Employment laws regulate relationships between businesses and their workers. There are also statutes that establish crucial legal protections for employees in certain scenarios. Federal laws protect the rights of workers to engage in certain conduct, including attempts to organize with one another to start a union.
Employees have the right to report unsafe work conditions, to demand appropriate compensation for services provided and to request certain accommodations from their employers. Unfortunately, businesses are not always eager to uphold the rights of individual employees. Instead, they might unfairly punish those who report misconduct or other issues in the workplace.
Employers can also take punitive actions against those who utilize their basic rights, such as requesting unpaid leave after the birth of a child. When an employer wrongfully punishes a worker for engaging and protected activities, they and/or the company that employs the worker more broadly may have retaliated against the worker.
Retaliation comes in many different forms
The most overt form of employer retaliation involves the loss of employment due to protected workplace activities. If a company fires an employee for reporting harassment or requesting leave while dealing with a medical issue, then the worker may have reason to accuse the employer of unfairly retaliating.
Other times, retaliation is more subtle than summary termination. A supervisor responding to complaints of harassment might move the person who complained about harassment to a different department or a different shift. Their actions might effectively penalize the person who reported the misconduct instead of the person violating the rights of others.
Any adjustments to a worker’s employment arrangement that are negative could constitute retaliation. Transfers to different shifts, moves to other facilities and demotions are among the retaliatory actions that could follow a worker using their rights or filing a report. Some retaliation is even more subtle than that.

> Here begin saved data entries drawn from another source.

//! Token and cost estimation.
//!
//! Input sizes are approximated with the cl100k_base BPE, the tokenizer used
//! by the chat models this service fronts. Messages carry either a plain
//! string `content` or a list of typed parts; image parts are charged a fixed
//! low-resolution rate rather than tokenized. The estimate is deterministic
//! for a fixed input and never fails - malformed messages simply contribute
//! nothing.

use crate::registry::ModelRegistry;
use rust_decimal::Decimal;
use serde_json::Value;

/// Fixed charge for a low-resolution image part.
const IMAGE_TOKENS_LOW_DETAIL: u64 = 85;

/// Approximate the input token count of a chat message array.
///
/// Returns 0 for empty or unrecognized input.
pub fn estimate(messages: &[Value]) -> u64 {
    let bpe = tiktoken_rs::cl100k_base_singleton();

    let mut total = 0u64;
    for message in messages {
        match message.get("content") {
            Some(Value::String(text)) => {
                total += bpe.encode_with_special_tokens(text).len() as u64;
            }
            Some(Value::Array(parts)) => {
                for part in parts {
                    match part.get("type").and_then(Value::as_str) {
                        Some("text") => {
                            // Some producers put the text under `text`, others
                            // under `content`; accept both.
                            if let Some(text) = part
                                .get("text")
                                .or_else(|| part.get("content"))
                                .and_then(Value::as_str)
                            {
                                total += bpe.encode_with_special_tokens(text).len() as u64;
                            }
                        }
                        Some("image_url") => total += IMAGE_TOKENS_LOW_DETAIL,
                        _ => {}
                    }
                }
            }
            _ => {}
        }
    }
    total
}

/// Character count of an embedding input, which providers bill per character
/// equivalent rather than per BPE token.
pub fn count_characters(texts: &Value) -> u64 {
    match texts {
        Value::String(s) => s.len() as u64,
        Value::Array(items) => items
            .iter()
            .filter_map(Value::as_str)
            .map(|s| s.len() as u64)
            .sum(),
        _ => 0,
    }
}

/// Dollar cost estimate at the registry's static per-1M-token pricing.
///
/// `model` may be a display name ("GPT4") or a provider model id ("gpt-4",
/// including dated variants). `None` means the model is unsupported and the
/// caller must not proceed with a billable request.
pub fn cost_estimate(
    registry: &ModelRegistry,
    model: &str,
    input_tokens: u64,
    output_tokens: u64,
) -> Option<Decimal> {
    let config = registry
        .lookup(model)
        .ok()
        .or_else(|| registry.match_provider_model(model))?;
    Some(config.cost(input_tokens, output_tokens))
}
//! Common type definitions shared across the crate.
//!
//! User identifiers come from the JWT `sub` claim issued by the shared auth
//! service and are opaque strings; projects are identified by UUIDs minted at
//! creation time.

use uuid::Uuid;

/// Opaque user identifier carried in session tokens.
pub type UserId = String;

/// Project identifier.
pub type ProjectId = Uuid;

/// Abbreviate a UUID to its first 8 characters for more readable logs.
pub fn abbrev_uuid(uuid: &Uuid) -> String {
    uuid.to_string().chars().take(8).collect()
}
//! Usage record types and key formatting.
//!
//! Usage is tracked per (scope, model, calendar month). Records live under a
//! composite key: the partition key names the scope and month
//! (`USER#<id>#<monthStart>` or `GLOBAL#<monthStart>`) and the sort key names
//! the model (`MODEL#<id>`). Counters only ever grow within a month; a new
//! month starts a fresh record, and old records are kept as history.

use chrono::{DateTime, Datelike, TimeZone, Utc};
use serde::{Deserialize, Serialize};

/// Counter snapshot for one (scope, model, month).
#[derive(Debug, Clone, Copy, Default, PartialEq, Eq, Serialize, Deserialize)]
#[serde(rename_all = "camelCase")]
pub struct UsageRecord {
    pub invocation_count: u64,
    pub input_tokens: u64,
    pub output_tokens: u64,
    pub total_tokens: u64,
}

/// Increment applied to a usage record.
#[derive(Debug, Clone, Copy)]
pub struct UsageDelta {
    pub invocations: u64,
    pub input_tokens: u64,
    pub output_tokens: u64,
}

impl UsageDelta {
    pub fn total_tokens(&self) -> u64 {
        self.input_tokens + self.output_tokens
    }
}

/// First instant of the month containing `now`, in UTC.
pub fn month_start(now: DateTime<Utc>) -> DateTime<Utc> {
    Utc.with_ymd_and_hms(now.year(), now.month(), 1, 0, 0, 0)
        .single()
        .expect("first of the month is a valid UTC timestamp")
}

/// Month key used inside partition keys, e.g. `2026-08-01T00:00:00.000Z`.
pub fn month_key(now: DateTime<Utc>) -> String {
    month_start(now)
        .format("%Y-%m-%dT%H:%M:%S%.3fZ")
        .to_string()
}

/// Partition key for a user's monthly usage.
pub fn user_pk(user_id: &str, month: &str) -> String {
    format!("USER#{user_id}#{month}")
}

/// Partition key for the global monthly usage.
pub fn global_pk(month: &str) -> String {
    format!("GLOBAL#{month}")
}

/// Sort key for one model's counters.
pub fn model_sk(model_id: &str) -> String {
    format!("MODEL#{model_id}")
}
use crate::{
    AppState,
    api::models::proxy::{InvokeRequest, ProxyRequest},
    auth::CurrentUser,
    compile,
    dispatch::{self, TokenCharge},
    errors::{Error, Result},
    tokens,
};
use axum::{
    Json,
    body::Body,
    extract::{Path, State},
    http::{StatusCode, header::CONTENT_TYPE},
    response::Response,
};
use bytes::Bytes;
use futures::StreamExt;
use serde_json::{Value, json};
use tokio_stream::wrappers::ReceiverStream;
use tracing::{debug, error, warn};

/// Forward a caller-built provider request
#[utoipa::path(
    post,
    path = "/proxy",
    tag = "proxy",
    summary = "Proxy a provider request",
    description = "Injects the provider credential when the caller has not supplied one, forwards \
                   the request and returns the provider's JSON body and status code verbatim. \
                   Non-2xx provider responses are wrapped as {\"error\": body}.",
    request_body = ProxyRequest,
    responses(
        (status = 200, description = "Provider response body"),
        (status = 401, description = "Unauthorized"),
    ),
    security(("bearer_jwt" = []))
)]
pub async fn proxy(
    State(state): State<AppState>,
    user: CurrentUser,
    Json(request): Json<ProxyRequest>,
) -> Result<Response> {
    let ProxyRequest { url, options } = request;
    let mut headers = options.headers;
    let body = options.body;

    // Add auth to headers and price the input while we're at it
    let charge = state
        .dispatcher
        .authorize_and_count(&state.registry, &url, &mut headers, &body);
    debug!(user = %user.user_id, %url, ?charge, "proxying provider request");

    let (status, response_body) = state.dispatcher.send(&url, &headers, &body).await?;

    // Return the response from the external server back to the client
    let payload = if status.is_success() {
        response_body.unwrap_or(Value::Null)
    } else {
        json!({ "error": response_body })
    };

    Ok(Response::builder()
        .status(status)
        .header(CONTENT_TYPE, "application/json")
        .body(Body::from(payload.to_string()))
        .map_err(|err| Error::Internal {
            operation: format!("build proxy response: {err}"),
        })?)
}

/// Compile and stream a model invocation
#[utoipa::path(
    post,
    path = "/models/{model_name}/invoke",
    tag = "proxy",
    summary = "Invoke a configured model",
    description = "Compiles the model's request template with the supplied parameters and inputs, \
                   enforces the monthly usage ceilings, streams the extracted result text back to \
                   the caller and records usage for the user and global scopes afterwards.",
    params(("model_name" = String, Path, description = "Model display name")),
    request_body = InvokeRequest,
    responses(
        (status = 200, description = "Extracted result fragments, streamed"),
        (status = 400, description = "Unknown model or unsupported payload"),
        (status = 401, description = "Unauthorized"),
        (status = 429, description = "Monthly usage ceiling reached"),
    ),
    security(("bearer_jwt" = []))
)]
pub async fn invoke_model(
    State(state): State<AppState>,
    user: CurrentUser,
    Path(model_name): Path<String>,
    Json(request): Json<InvokeRequest>,
) -> Result<Response> {
    state
        .usage
        .check_and_throttle(&user.user_id, &model_name)
        .await?;

    let descriptor = compile::compile(
        &state.registry,
        &model_name,
        &request.parameters,
        request.inputs.as_ref(),
    )?;

    let mut headers = descriptor.headers;
    let charge = state.dispatcher.authorize_and_count(
        &state.registry,
        &descriptor.url,
        &mut headers,
        &descriptor.payload,
    );
    let input_tokens = match charge {
        TokenCharge::Counted(count) => count,
        TokenCharge::AlreadyAuthorized => 1,
        TokenCharge::Unsupported => {
            return Err(Error::BadRequest {
                message: format!("No provider credential available for model {model_name}"),
            });
        }
    };
    if let Some(cost) = tokens::cost_estimate(&state.registry, &model_name, input_tokens, 0) {
        debug!(%cost, input_tokens, "estimated input cost for invocation");
    }

    let upstream = state
        .dispatcher
        .send_streaming(&descriptor.url, &headers, &descriptor.payload)
        .await?;

    // Forward extracted fragments as they arrive; record usage once the
    // upstream stream is drained. Usage already recorded is never reverted.
    let (tx, rx) = tokio::sync::mpsc::channel::<Bytes>(16);
    let ledger = state.usage.clone();
    let result_path = descriptor.result_path;
    let user_id = user.user_id;

    tokio::spawn(async move {
        let mut output_tokens: u64 = 0;
        let mut chunks = upstream.bytes_stream();

        while let Some(chunk) = chunks.next().await {
            let chunk = match chunk {
                Ok(chunk) => chunk,
                Err(err) => {
                    warn!(%err, "upstream stream ended with an error");
                    break;
                }
            };
            match serde_json::from_slice::<Value>(&chunk) {
                Ok(value) => match dispatch::extract(&value, &result_path) {
                    Some(result) => {
                        let fragment = dispatch::fragment_text(result);
                        // output cost is approximated by forwarded length
                        output_tokens += fragment.len() as u64;
                        if tx.send(Bytes::from(fragment)).await.is_err() {
                            break;
                        }
                    }
                    None => warn!("result path not present in upstream chunk"),
                },
                Err(err) => warn!(%err, "skipping unparseable upstream chunk"),
            }
        }

        if let Err(err) = ledger
            .record_usage(&user_id, &model_name, input_tokens, output_tokens)
            .await
        {
            error!("Failed to record usage after streamed call: {err:#}");
        }
    });

    let body = Body::from_stream(ReceiverStream::new(rx).map(Ok::<_, std::convert::Infallible>));
    Response::builder()
        .status(StatusCode::OK)
        .header(CONTENT_TYPE, "application/json")
        .body(body)
        .map_err(|err| Error::Internal {
            operation: format!("build streaming response: {err}"),
        })
}
use clap::Parser;
use mbctl::{Application, Config, telemetry};

/// Wait for shutdown signal (SIGTERM or Ctrl+C)
async fn shutdown_signal() {
    use tokio::signal;

    let ctrl_c = async {
        signal::ctrl_c().await.expect("Failed to install Ctrl+C handler");
    };

    #[cfg(unix)]
    let terminate = async {
        signal::unix::signal(signal::unix::SignalKind::terminate())
            .expect("Failed to install SIGTERM handler")
            .recv()
            .await;
    };

    #[cfg(not(unix))]
    let terminate = std::future::pending::<()>();

    tokio::select! {
        _ = ctrl_c => {
            tracing::info!("Received Ctrl+C, shutting down gracefully...");
        },
        _ = terminate => {
            tracing::info!("Received SIGTERM, shutting down gracefully...");
        },
    }
}

#[tokio::main]
async fn main() -> anyhow::Result<()> {
    // Parse CLI args
    let args = mbctl::config::Args::parse();

    // Load configuration
    let config = Config::load(&args)?;

    // If --validate flag is set, exit successfully after config validation
    if args.validate {
        println!("Configuration is valid.");
        return Ok(());
    }

    // Initialize telemetry
    telemetry::init_telemetry()?;

    tracing::debug!("{:?}", args);

    // One-shot maintenance mode: create the DynamoDB tables and exit
    if args.init_tables {
        mbctl::db::handlers::init_tables(&config.storage).await?;
        return Ok(());
    }

    // Run the application with graceful shutdown on SIGTERM/Ctrl+C
    let shutdown = shutdown_signal();
    Application::new(config).await?.serve(shutdown).await
}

Employers may start enforcing rules with one worker that they do not enforce with others as a way to justify termination or other punitive actions in the future. For example, a worker who has long witnessed coworkers showing up consistently late might get written up for tardiness even though no one else faces penalties for late arrival to work. Retaliation could also involve d scheduling someone for shifts where they might earn lower gratuities or providing them with fewer sales leads.
Any time a company takes punitive action toward a worker as a response to that worker engaging in a legally protected activity, they may have reason to suspect that those actions were retaliatory in nature. Fighting back against workplace retaliation may sometimes require employment litigation. Employees who can recognize business misconduct are often in a solid position to protect themselves and their careers.